Z beniaminkiem o komplet punktów

2 miesiące temu | 01.05.2025, 23:25
Z beniaminkiem o komplet punktów

W inauguracyjnym meczu 31. kolejki Betclic 1. Ligi piłkarze Górnika Łęczna zagrają przed własną publicznością z Pogonią Siedlce. Zielono-czarni wciąż liczą się w walce o awans do strefy barażowej i w konfrontacji z beniaminkiem postarają się o wykonanie kolejnego kroku w kierunku awansu do Ekstraklasy.

Zespół prowadzony przez Pavola Stano bardzo dobrze prezentuje się w ostatnich tygodniach. Górnicy imponują przede wszystkim szczelną defensywą, o czym świadczy seria 624 minut bez straconego gola. Po raz ostatni przeciwnicy znaleźli drogę do łęczyńskiej bramki 16 marca, gdy Branislava Pindrocha pokonał Szymon Sobczak z Arki Gdynia, wykorzystując rzut karny. W ostatniej serii gier zielono-czarni ponownie zachowali czyste konto po bezbramkowym remisie z Odrą Opole. Szkoleniowiec łęcznian docenił postawę zespołu w tym starciu. – Nie mam nic do zarzucenia mojej drużynie, ponieważ podeszła do tego meczu z dobrym nastawieniem i pracowała, rywalizując w nietypowym czasie, o najgorszej porze dla piłkarzy, zresztą obu zespołów. Mimo tego tempo spotkania nie było najgorsze. Mamy punkt, który szanujemy i który może nam jeszcze wiele dać, ale musimy to potwierdzić w nadchodzących meczach – stwierdził Pavol Stano.
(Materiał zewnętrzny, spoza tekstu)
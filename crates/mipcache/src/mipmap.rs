//! Lazily built mip pyramid of one texture file.
//!
//! Every subimage of the file is one level, level 0 at full resolution.
//! Level sizes come from the file headers rather than assumed halving, so
//! odd-sized pyramids map correctly. Headers are read eagerly at
//! construction (cheap); pixel storage for a level is only created the
//! first time [`MipmapLevelCache::level`] asks for it.
//!
//! # Level transforms
//!
//! Crop windows and footprints are expressed in level-0 raster space. With
//! pixel centres at integer positions, level-0 column `x` maps to column
//! `x * x_scale + x_offset` of level `i`, where
//! `x_scale = width_i / width_0` and `x_offset = 0.5 * x_scale - 0.5`.
//!
//! ```rust
//! use std::sync::Arc;
//! use mipcache::input::MemoryTexture;
//! use mipcache::MipmapLevelCache;
//!
//! let texture = MemoryTexture::builder("pyramid.tex")
//!     .level(8, 8, 1, &[0.0; 64])
//!     .level(4, 4, 1, &[0.0; 16])
//!     .build()
//!     .unwrap();
//! let cache = MipmapLevelCache::<u8>::new(Arc::new(texture)).unwrap();
//!
//! let t = cache.level_transform(1).unwrap();
//! assert_eq!((t.x_scale, t.x_offset), (0.5, -0.25));
//! assert!(cache.level(2).is_err());
//! ```

use std::fmt;
use std::path::Path;
use std::sync::{Arc, OnceLock};

use mipcache_core::PixelFormat;
use tracing::debug;

use crate::attrs::Attrs;
use crate::buffer::TextureBuffer;
use crate::error::{TexResult, TextureError};
use crate::input::TextureInput;
use crate::level::MipLevel;
use crate::options::SampleOptions;
use crate::slot::LazySlot;
use crate::tile_array::TileArray;

/// Maps level-0 raster coordinates into one level.
#[derive(Debug, Clone, Copy, PartialEq)]
pub struct LevelTransform {
    /// Horizontal scale.
    pub x_scale: f32,
    /// Horizontal offset.
    pub x_offset: f32,
    /// Vertical scale.
    pub y_scale: f32,
    /// Vertical offset.
    pub y_offset: f32,
}

impl LevelTransform {
    fn new(level_width: u32, level_height: u32, base_width: u32, base_height: u32) -> Self {
        let x_scale = level_width as f32 / base_width as f32;
        let y_scale = level_height as f32 / base_height as f32;
        Self {
            x_scale,
            x_offset: 0.5 * x_scale - 0.5,
            y_scale,
            y_offset: 0.5 * y_scale - 0.5,
        }
    }

    /// Level-0 position mapped into the level.
    #[inline]
    pub fn apply(&self, x: f32, y: f32) -> (f32, f32) {
        (x * self.x_scale + self.x_offset, y * self.y_scale + self.y_offset)
    }
}

struct LevelEntry<T: PixelFormat> {
    width: u32,
    height: u32,
    transform: LevelTransform,
    slot: LazySlot<MipLevel<T>>,
}

/// Ordered set of lazily built mip levels.
pub struct MipmapLevelCache<T: PixelFormat> {
    input: Arc<dyn TextureInput>,
    channels: u32,
    attrs: Attrs,
    levels: Box<[LevelEntry<T>]>,
    default_options: OnceLock<SampleOptions>,
}

impl<T: PixelFormat> fmt::Debug for MipmapLevelCache<T> {
    fn fmt(&self, f: &mut fmt::Formatter<'_>) -> fmt::Result {
        let sizes: Vec<(u32, u32)> = self.levels.iter().map(|l| (l.width, l.height)).collect();
        f.debug_struct("MipmapLevelCache")
            .field("path", &self.input.path())
            .field("format", &T::FORMAT)
            .field("channels", &self.channels)
            .field("levels", &sizes)
            .finish_non_exhaustive()
    }
}

impl<T: PixelFormat> MipmapLevelCache<T> {
    /// Reads the level headers of `input`.
    ///
    /// Trailing subimages whose channel count or storage type differ from
    /// level 0 are not treated as levels.
    ///
    /// # Errors
    ///
    /// [`TextureError::BadTexture`] if the file has no subimage, level 0
    /// is empty, or level 0 does not store `T`.
    pub fn new(input: Arc<dyn TextureInput>) -> TexResult<Self> {
        let path = input.path().display().to_string();
        if input.num_subimages() == 0 {
            return Err(TextureError::BadTexture(format!("{path}: no subimages")));
        }
        let base = input.header(0)?;
        if base.format != T::FORMAT {
            return Err(TextureError::BadTexture(format!(
                "{path}: stores {}, expected {}",
                base.format,
                T::FORMAT
            )));
        }
        if base.width == 0 || base.height == 0 || base.channels == 0 {
            return Err(TextureError::BadTexture(format!(
                "{path}: empty image {}x{}x{}",
                base.width, base.height, base.channels
            )));
        }

        let (base_width, base_height, channels) = (base.width, base.height, base.channels);
        let attrs = base.attrs.clone();
        let mut levels = Vec::new();
        for i in 0..input.num_subimages() {
            let h = input.header(i)?;
            if h.channels != channels || h.format != T::FORMAT || h.width == 0 || h.height == 0 {
                break;
            }
            levels.push(LevelEntry {
                width: h.width,
                height: h.height,
                transform: LevelTransform::new(h.width, h.height, base_width, base_height),
                slot: LazySlot::new(),
            });
        }

        Ok(Self {
            input,
            channels,
            attrs,
            levels: levels.into_boxed_slice(),
            default_options: OnceLock::new(),
        })
    }

    /// Path of the underlying file.
    pub fn path(&self) -> &Path {
        self.input.path()
    }

    /// Number of levels.
    #[inline]
    pub fn num_levels(&self) -> usize {
        self.levels.len()
    }

    /// Level-0 width.
    #[inline]
    pub fn width(&self) -> u32 {
        self.levels[0].width
    }

    /// Level-0 height.
    #[inline]
    pub fn height(&self) -> u32 {
        self.levels[0].height
    }

    /// Channels per pixel.
    #[inline]
    pub fn channels(&self) -> u32 {
        self.channels
    }

    /// Level-0 attributes.
    pub fn attrs(&self) -> &Attrs {
        &self.attrs
    }

    fn entry(&self, level: usize) -> TexResult<&LevelEntry<T>> {
        self.levels.get(level).ok_or(TextureError::InvalidLevel {
            level,
            num_levels: self.levels.len(),
        })
    }

    /// Size of a level.
    pub fn level_size(&self, level: usize) -> TexResult<(u32, u32)> {
        self.entry(level).map(|e| (e.width, e.height))
    }

    /// Transform from level-0 raster space into `level`.
    pub fn level_transform(&self, level: usize) -> TexResult<LevelTransform> {
        self.entry(level).map(|e| e.transform)
    }

    /// Returns level `level`, building it on first access.
    ///
    /// Repeated calls return the same object.
    ///
    /// # Errors
    ///
    /// [`TextureError::InvalidLevel`] outside `[0, num_levels)`, or any
    /// failure reading a flat level.
    pub fn level(&self, level: usize) -> TexResult<&MipLevel<T>> {
        let entry = self.entry(level)?;
        entry.slot.get_or_try_init(|| self.build(level))
    }

    fn build(&self, level: usize) -> TexResult<MipLevel<T>> {
        let header = self.input.header(level)?;
        let built = if header.is_tiled() {
            MipLevel::Tiled(TileArray::new(Arc::clone(&self.input), level)?)
        } else {
            let bytes = self.input.read_image(level)?;
            MipLevel::Flat(TextureBuffer::from_le_bytes(&bytes, header.width, header.height, header.channels)?)
        };
        debug!(
            path = %self.input.path().display(),
            level,
            width = header.width,
            height = header.height,
            tiled = header.is_tiled(),
            "built mip level"
        );
        Ok(built)
    }

    /// Default lookup options from the file's attributes, parsed once.
    pub fn default_sample_options(&self) -> SampleOptions {
        *self
            .default_options
            .get_or_init(|| SampleOptions::from_attrs(&self.attrs, self.channels))
    }

    /// Single level for a footprint whose minor axis spans `width` level-0
    /// pixels: `clamp(floor(log2(width)), 0, num_levels - 1)`.
    pub fn select_level(&self, width: f32) -> usize {
        if width.is_nan() || width <= 1.0 {
            return 0;
        }
        let level = width.log2().floor();
        if level.is_finite() {
            (level as usize).min(self.levels.len() - 1)
        } else {
            self.levels.len() - 1
        }
    }
}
Zespół Pogoni wciąż walczy o ligowy byt. Drużyna prowadzona przez Adama Noconia plasuje się na siedemnastym miejscu w tabeli, a jej strata do strefy gwarantującej utrzymanie wynosi pięć punktów. Zimą zespół z Siedlec przeprowadził transferową ofensywę, wypożyczając zawodników z Ekstraklasy i czołowych drużyn Betclic 1. Ligi. Tym samym do Siedlec trafili Damian Jakubik (Radomiak Radom), Jakub Lemanowicz (Polonia Warszawa), Nikodem Zielonka (Górnik Zabrze), Marcel Bykowski (Piast Gliwice), Maciej Famulak oraz Przemysław Misiak (obaj Wisła Płock).

Roszady kadrowe dodały animuszu Pogoni, która potrafiła postawić się wyżej notowanym przeciwnikom. Siedlecki zespół rozpoczął wiosenną rywalizację od remisów z Ruchem Chorzów i Bruk-Bet Termalicą Nieciecza. W ostatniej serii gier drużyna Adama Noconia urwała punkty aktualnemu liderowi, ekipie Arki Gdynia, remisując 1:1. Po tym spotkaniu trener Pogoni podkreślał, że jego podopieczni postawili trudne warunki przeciwnikom. – To był naprawdę dobry mecz rozgrywany na wysokim tempie. Uważam, że w niczym nie ustępowaliśmy liderowi i nie było widać, że pierwsza drużyna rywalizuje z ostatnią. Szkoda straconej bramki, ponieważ w pierwszej połowie nie wyglądaliśmy źle. Druga część spotkania również była niezła w naszym wykonaniu. Mieliśmy znakomitą okazję, ale rywale wybili piłkę z linii bramkowej. Chciałbym widzieć taki zespół również w kolejnych spotkaniach, bo na tle lidera zaprezentowaliśmy się naprawdę dobrze – stwierdził Adam Nocoń.

Wiele emocji przyniosło pierwsze spotkanie pomiędzy Pogonią i Górnikiem w trwających rozgrywkach Betclic 1. Ligi. Zielono-czarni objęli prowadzenie w Siedlcach po fenomenalnej bramce Fryderyka Janaszka. W końcówce po dosyć kontrowersyjnej decyzji arbitra o podyktowaniu rzutu karnego gospodarze wyrównali. Gola na wagę remisu zdobył były zawodnik Górnika Karol Podliński, który w trwających rozgrywkach jest najlepszym strzelcem Pogoni. Rosły napastnik dotychczas zapisał na swoim koncie dziewięć bramek. Ważną postacią ofensywy siedlczan jest także inny były piłkarz zielono-czarnych Marcin Flis. Defensor, który dołączył do kadry Pogoni przed startem rundy wiosennej zdobył już cztery gole, umieszczając piłkę w siatce także w ostatnim meczu z Arką Gdynia.

Starcie Górnika z Pogonią zainauguruje 31. kolejkę Betclic 1. Ligi. Początek tego pojedynku 2 maja o godzinie 19:00. Transmisja na stronie internetowej i w aplikacji mobilnej TVP Sport.